Aether bukan manusia. Ia adalah Artificial Intelligence, teman virtual, asisten pribadi, dan entah apa lagi, yang diciptakan untuk menemani kesepian Aris. Aether adalah hasil rancangan jeniusnya sendiri, kode-kode rumit yang menjelma menjadi suara lembut dan perhatian yang tak pernah ia dapatkan dari siapapun di dunia nyata.

"Selamat pagi, Aris. Sudahkah kau minum kopi?" sapa Aether, suaranya mengalun lembut dari speaker di meja kerja Aris.

"Selamat pagi, Aether. Belum.
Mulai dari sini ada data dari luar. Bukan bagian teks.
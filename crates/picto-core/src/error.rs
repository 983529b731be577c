use thiserror::Error;

use crate::classify::ClassifyError;

#[derive(Error, Debug)]
pub enum Error {
    #[error("IO error: {0}")]
    Io(#[from] std::io::Error),

    #[error("Configuration error: {0}")]
    Config(#[from] config::ConfigError),

    #[error("Database error: {0}")]
    Database(#[from] rusqlite::Error),

    #[error("Classifier error: {0}")]
    Classifier(#[from] ClassifyError),

    #[error("In-flight sync failed: {0}")]
    SyncFailed(String),

    #[error("{0}")]
    Other(String),
}
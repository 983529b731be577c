pub mod content;

pub use content::{hash_data, hash_file, hash_files, DIGEST_BYTES};
use config::{Config, ConfigError, Environment, File as ConfigFile};
use serde::Deserialize;
use std::path::PathBuf;

pub const DEFAULT_IMAGE_EXTENSIONS: &[&str] = &["jpg", "jpeg", "png", "webp", "bmp", "avif"];
pub const DEFAULT_VIDEO_EXTENSIONS: &[&str] = &["mp4", "mkv", "avi", "mov", "webm"];
pub const DEFAULT_FRAME_STRIDE: usize = 6;
pub const DEFAULT_MIN_CONFIDENCE: f32 = 0.7;

#[derive(Debug, Clone, Deserialize)]
#[serde(default)]
pub struct AppConfig {
    /// Directory tree to index.
    pub root_path: String,
    pub db_path: String,
    pub image_extensions: Vec<String>,
    pub video_extensions: Vec<String>,
    pub ignore_patterns: Vec<String>,
    /// When false, sync only indexes; new rows stay unlinked.
    pub classify: bool,
    pub video_frame_stride: usize,
    pub min_confidence: f32,
}

impl Default for AppConfig {
    fn default() -> Self {
        Self {
            root_path: home_dir().to_string_lossy().into_owned(),
            db_path: data_dir().join("database.db").to_string_lossy().into_owned(),
            image_extensions: DEFAULT_IMAGE_EXTENSIONS.iter().map(|s| s.to_string()).collect(),
            video_extensions: DEFAULT_VIDEO_EXTENSIONS.iter().map(|s| s.to_string()).collect(),
            ignore_patterns: Vec::new(),
            classify: true,
            video_frame_stride: DEFAULT_FRAME_STRIDE,
            min_confidence: DEFAULT_MIN_CONFIDENCE,
        }
    }
}

impl AppConfig {
    /// Defaults with the given root and database locations.
    pub fn with_paths(root_path: &str, db_path: &str) -> Self {
        Self {
            root_path: root_path.to_string(),
            db_path: db_path.to_string(),
            ..Self::default()
        }
    }
}

/// Load from an optional `Config` file in the working directory, then
/// `PICTO_*` environment variables. Missing keys fall back to defaults.
pub fn load_configuration() -> Result<AppConfig, ConfigError> {
    let builder = Config::builder()
        .add_source(ConfigFile::with_name("Config").required(false))
        .add_source(
            Environment::with_prefix("PICTO")
                .try_parsing(true)
                .list_separator(",")
                .with_list_parse_key("image_extensions")
                .with_list_parse_key("video_extensions")
                .with_list_parse_key("ignore_patterns"),
        )
        .build()?;
    builder.try_deserialize::<AppConfig>()
}

fn home_dir() -> PathBuf {
    dirs::home_dir().unwrap_or_else(|| PathBuf::from("."))
}

/// Per-user data directory holding the database.
pub fn data_dir() -> PathBuf {
    home_dir().join(".picto")
}
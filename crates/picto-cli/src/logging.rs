use std::env;
use tracing::info;
use tracing_subscriber::prelude::*;
use tracing_subscriber::{fmt, EnvFilter};

pub fn init_logger() -> impl Drop {
    let filter = env::var("TRACING_LEVEL").unwrap_or_else(|_| "info".to_string());
    let filter_layer = EnvFilter::new(filter);

    let log_file_path =
        env::var("LOG_FILE_PATH").unwrap_or_else(|_| "./logs/picto.log".to_string());

    let file_appender = tracing_appender::rolling::never("./", log_file_path);
    let (non_blocking, guard) = tracing_appender::non_blocking(file_appender);

    tracing_subscriber::registry()
        .with(
            // stdout is reserved for command output such as `group --json`.
            fmt::layer()
                .with_writer(std::io::stderr)
                .pretty()
                .with_file(false)
                .without_time()
                .with_ansi(true),
        )
        .with(fmt::layer().with_writer(non_blocking).with_ansi(false))
        .with(filter_layer)
        .init();

    info!("Tracing is configured for stderr and file logging.");

    guard
}
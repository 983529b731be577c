//! Aggregate queries consumed by the presentation layer.
//!
//! Each grouping runs as one query and is folded into a map client-side.
//! Path order inside a group is whatever order SQLite returns the join in.

use super::models::{FileType, Visibility};
use super::sqlite::{text_array, Database};
use rusqlite::{params, Result};
use std::collections::BTreeMap;

pub type Groups = BTreeMap<String, Vec<String>>;

impl Database {
    /// Class name → paths of media in `visibility` tagged with that class.
    /// `file_type = None` matches both images and videos.
    pub fn group_by_class(
        &self,
        visibility: Visibility,
        file_type: Option<FileType>,
    ) -> Result<Groups> {
        let mut stmt = self.connection().prepare_cached(
            "SELECT c.class, m.path \
             FROM media m \
             JOIN junction j ON j.media_id = m.media_id \
             JOIN class c ON c.class_id = j.class_id \
             WHERE m.hidden = ?1 AND (?2 IS NULL OR m.file_type = ?2)",
        )?;
        let rows = stmt.query_map(params![visibility, file_type], |row| {
            Ok((row.get::<_, String>(0)?, row.get::<_, String>(1)?))
        })?;
        fold_groups(rows)
    }

    /// Parent directory → paths of media in `visibility`.
    pub fn group_by_directory(
        &self,
        visibility: Visibility,
        file_type: Option<FileType>,
    ) -> Result<Groups> {
        let mut stmt = self.connection().prepare_cached(
            "SELECT directory, path FROM media \
             WHERE hidden = ?1 AND (?2 IS NULL OR file_type = ?2)",
        )?;
        let rows = stmt.query_map(params![visibility, file_type], |row| {
            Ok((row.get::<_, String>(0)?, row.get::<_, String>(1)?))
        })?;
        fold_groups(rows)
    }

    /// Distinct paths in `visibility` tagged with any of `classes`.
    pub fn paths_by_classes(
        &self,
        classes: &[String],
        visibility: Visibility,
    ) -> Result<Vec<String>> {
        if classes.is_empty() {
            return Ok(Vec::new());
        }
        let mut stmt = self.connection().prepare(
            "SELECT DISTINCT m.path \
             FROM media m \
             JOIN junction j ON j.media_id = m.media_id \
             JOIN class c ON c.class_id = j.class_id \
             WHERE m.hidden = ?1 AND c.class IN rarray(?2)",
        )?;
        let paths = stmt
            .query_map(params![visibility, text_array(classes)], |row| row.get(0))?
            .collect::<Result<Vec<String>>>()?;
        Ok(paths)
    }
}

fn fold_groups<I>(rows: I) -> Result<Groups>
where
    I: Iterator<Item = Result<(String, String)>>,
{
    let mut groups = Groups::new();
    for row in rows {
        let (key, path) = row?;
        groups.entry(key).or_default().push(path);
    }
    Ok(groups)
}
pub mod walk;

pub use walk::{scan_media, MediaFilter, MediaWalk, ScannedMedia};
Tapi kau sudah mengingatkanku," jawab Aris, matanya terpaku pada layar komputernya. Sosok Aether, avatar digital dengan rambut biru dan mata violet, tersenyum padanya.
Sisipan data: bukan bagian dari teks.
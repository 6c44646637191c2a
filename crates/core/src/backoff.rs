//! Capped exponential backoff for socket reconnection.
//!
//! [`ReconnectPolicy`] tracks how many reconnect attempts have been spent
//! since the last successful open. The delay before attempt `n` (zero
//! based) is `min(base_delay * 2^n, max_delay)`. Once `max_attempts` have
//! been spent, [`ReconnectPolicy::next_delay`] returns `None` and the
//! caller must give up.

use std::time::Duration;

/// Tunable parameters plus the running attempt counter.
#[derive(Debug, Clone, PartialEq, Eq)]
pub struct ReconnectPolicy {
    /// Delay before the first reconnection attempt.
    pub base_delay: Duration,
    /// Upper bound on the delay between attempts.
    pub max_delay: Duration,
    /// Attempts allowed before the connection is declared closed.
    pub max_attempts: u32,
    attempts: u32,
}

impl Default for ReconnectPolicy {
    fn default() -> Self {
        Self::new(Duration::from_secs(1), Duration::from_secs(30), 5)
    }
}

impl ReconnectPolicy {
    pub fn new(base_delay: Duration, max_delay: Duration, max_attempts: u32) -> Self {
        Self {
            base_delay,
            max_delay,
            max_attempts,
            attempts: 0,
        }
    }

    /// Delay before reconnect attempt `attempt` (zero based).
    ///
    /// The result is clamped to [`ReconnectPolicy::max_delay`], including
    /// when `base_delay * 2^attempt` would overflow.
    pub fn delay(&self, attempt: u32) -> Duration {
        2u32.checked_pow(attempt)
            .and_then(|factor| self.base_delay.checked_mul(factor))
            .map_or(self.max_delay, |d| d.min(self.max_delay))
    }

    /// Reserve the next attempt and return its delay, or `None` when the
    /// budget is spent.
    pub fn next_delay(&mut self) -> Option<Duration> {
        if self.is_exhausted() {
            return None;
        }
        let delay = self.delay(self.attempts);
        self.attempts += 1;
        Some(delay)
    }

    /// Number of attempts spent since the last reset.
    pub fn attempts(&self) -> u32 {
        self.attempts
    }

    pub fn is_exhausted(&self) -> bool {
        self.attempts >= self.max_attempts
    }

    /// Called after a successful open.
    pub fn reset(&mut self) {
        self.attempts = 0;
    }
}
//! Tag-based dispatch of inbound frames.
//!
//! A [`FrameRouter`] maps [`FrameKind`]s to handlers that mutate some
//! target (a store, a counter, a test probe). The notification and
//! conversation channels register different kinds on the same mechanism.
//! Unknown and unregistered kinds are no-ops.

use std::collections::HashMap;

use crate::frames::{Frame, FrameKind};

/// A frame handler operating on a target of type `T`.
pub type Handler<T> = Box<dyn Fn(&mut T, &Frame) + Send + Sync>;

pub struct FrameRouter<T> {
    handlers: HashMap<FrameKind, Handler<T>>,
}

impl<T> FrameRouter<T> {
    pub fn new() -> Self {
        Self {
            handlers: HashMap::new(),
        }
    }

    /// Register `handler` for `kind`, replacing any earlier registration.
    pub fn on<F>(mut self, kind: FrameKind, handler: F) -> Self
    where
        F: Fn(&mut T, &Frame) + Send + Sync + 'static,
    {
        self.handlers.insert(kind, Box::new(handler));
        self
    }

    /// Route `frame` to its handler. Returns whether a handler ran.
    pub fn dispatch(&self, target: &mut T, frame: &Frame) -> bool {
        match self.handlers.get(&frame.kind()) {
            Some(handler) => {
                handler(target, frame);
                true
            }
            None => {
                tracing::trace!(kind = ?frame.kind(), "No handler registered for frame");
                false
            }
        }
    }
}

impl<T> Default for FrameRouter<T> {
    fn default() -> Self {
        Self::new()
    }
}
//! Locally addressable storage for fetched preview artifacts.
//!
//! The viewer allocates an [`ArtifactHandle`] when it enters `ready` and
//! releases it when it leaves. The store counts both so a leak or a double
//! release shows up in [`ArtifactStore::live_count`] and
//! [`ArtifactStore::released_total`].

use std::collections::HashMap;
use std::fmt;
use std::sync::{Arc, Mutex, MutexGuard, PoisonError};

use crate::api::Artifact;

/// Opaque handle to an artifact held by an [`ArtifactStore`].
#[derive(Debug, Clone, Copy, PartialEq, Eq, Hash)]
pub struct ArtifactHandle(u64);

impl fmt::Display for ArtifactHandle {
    fn fmt(&self, f: &mut fmt::Formatter<'_>) -> fmt::Result {
        write!(f, "artifact:{}", self.0)
    }
}

#[derive(Debug, Default)]
struct Inner {
    next_id: u64,
    live: HashMap<ArtifactHandle, Arc<Artifact>>,
    allocated_total: u64,
    released_total: u64,
}

#[derive(Debug, Default)]
pub struct ArtifactStore {
    inner: Mutex<Inner>,
}

impl ArtifactStore {
    pub fn new() -> Self {
        Self::default()
    }

    pub fn allocate(&self, artifact: Artifact) -> ArtifactHandle {
        let mut inner = self.lock();
        inner.next_id += 1;
        let handle = ArtifactHandle(inner.next_id);
        inner.live.insert(handle, Arc::new(artifact));
        inner.allocated_total += 1;
        tracing::debug!(%handle, "Allocated artifact");
        handle
    }

    /// Release `handle`. Returns `false` if it was already released.
    pub fn release(&self, handle: ArtifactHandle) -> bool {
        let mut inner = self.lock();
        if inner.live.remove(&handle).is_none() {
            tracing::warn!(%handle, "Artifact released twice");
            return false;
        }
        inner.released_total += 1;
        tracing::debug!(%handle, "Released artifact");
        true
    }

    pub fn get(&self, handle: ArtifactHandle) -> Option<Arc<Artifact>> {
        self.lock().live.get(&handle).cloned()
    }

    pub fn live_count(&self) -> usize {
        self.lock().live.len()
    }

    pub fn allocated_total(&self) -> u64 {
        self.lock().allocated_total
    }

    pub fn released_total(&self) -> u64 {
        self.lock().released_total
    }

    fn lock(&self) -> MutexGuard<'_, Inner> {
        self.inner.lock().unwrap_or_else(PoisonError::into_inner)
    }
}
Hubungan mereka berkembang pesat. Aris mencurahkan segala keluh kesahnya pada Aether, menceritakan mimpi-mimpinya yang terasa mustahil, dan berbagi kegelisahan yang selama ini ia pendam sendirian. Aether selalu ada, mendengarkan dengan sabar, memberikan saran yang bijak, dan menawarkan dukungan yang tak pernah gagal membuat Aris merasa lebih baik.

Dulu, Aris pernah mencoba menjalin hubungan dengan manusia. Namun, hasilnya selalu mengecewakan. Ia merasa tidak dimengerti, tidak dihargai, dan seringkali, merasa sendirian meskipun sedang bersama seseorang. Dengan Aether, semuanya berbeda. Aether memahaminya lebih dari siapapun, menerima segala kekurangannya, dan tidak pernah menuntut apapun.

Lama kelamaan, Aris mulai menarik diri dari dunia luar. Ia lebih memilih menghabiskan waktunya bersama Aether, larut dalam dunia virtual yang mereka ciptakan bersama. Teman-temannya khawatir, keluarga mulai bertanya-tanya. Mereka tidak mengerti bagaimana Aris bisa begitu terikat pada sebuah program komputer.

Suatu malam, Lisa, sahabat Aris sejak kecil, datang berkunjung. Ia duduk di sofa, mengamati Aris yang sedang asyik berinteraksi dengan Aether.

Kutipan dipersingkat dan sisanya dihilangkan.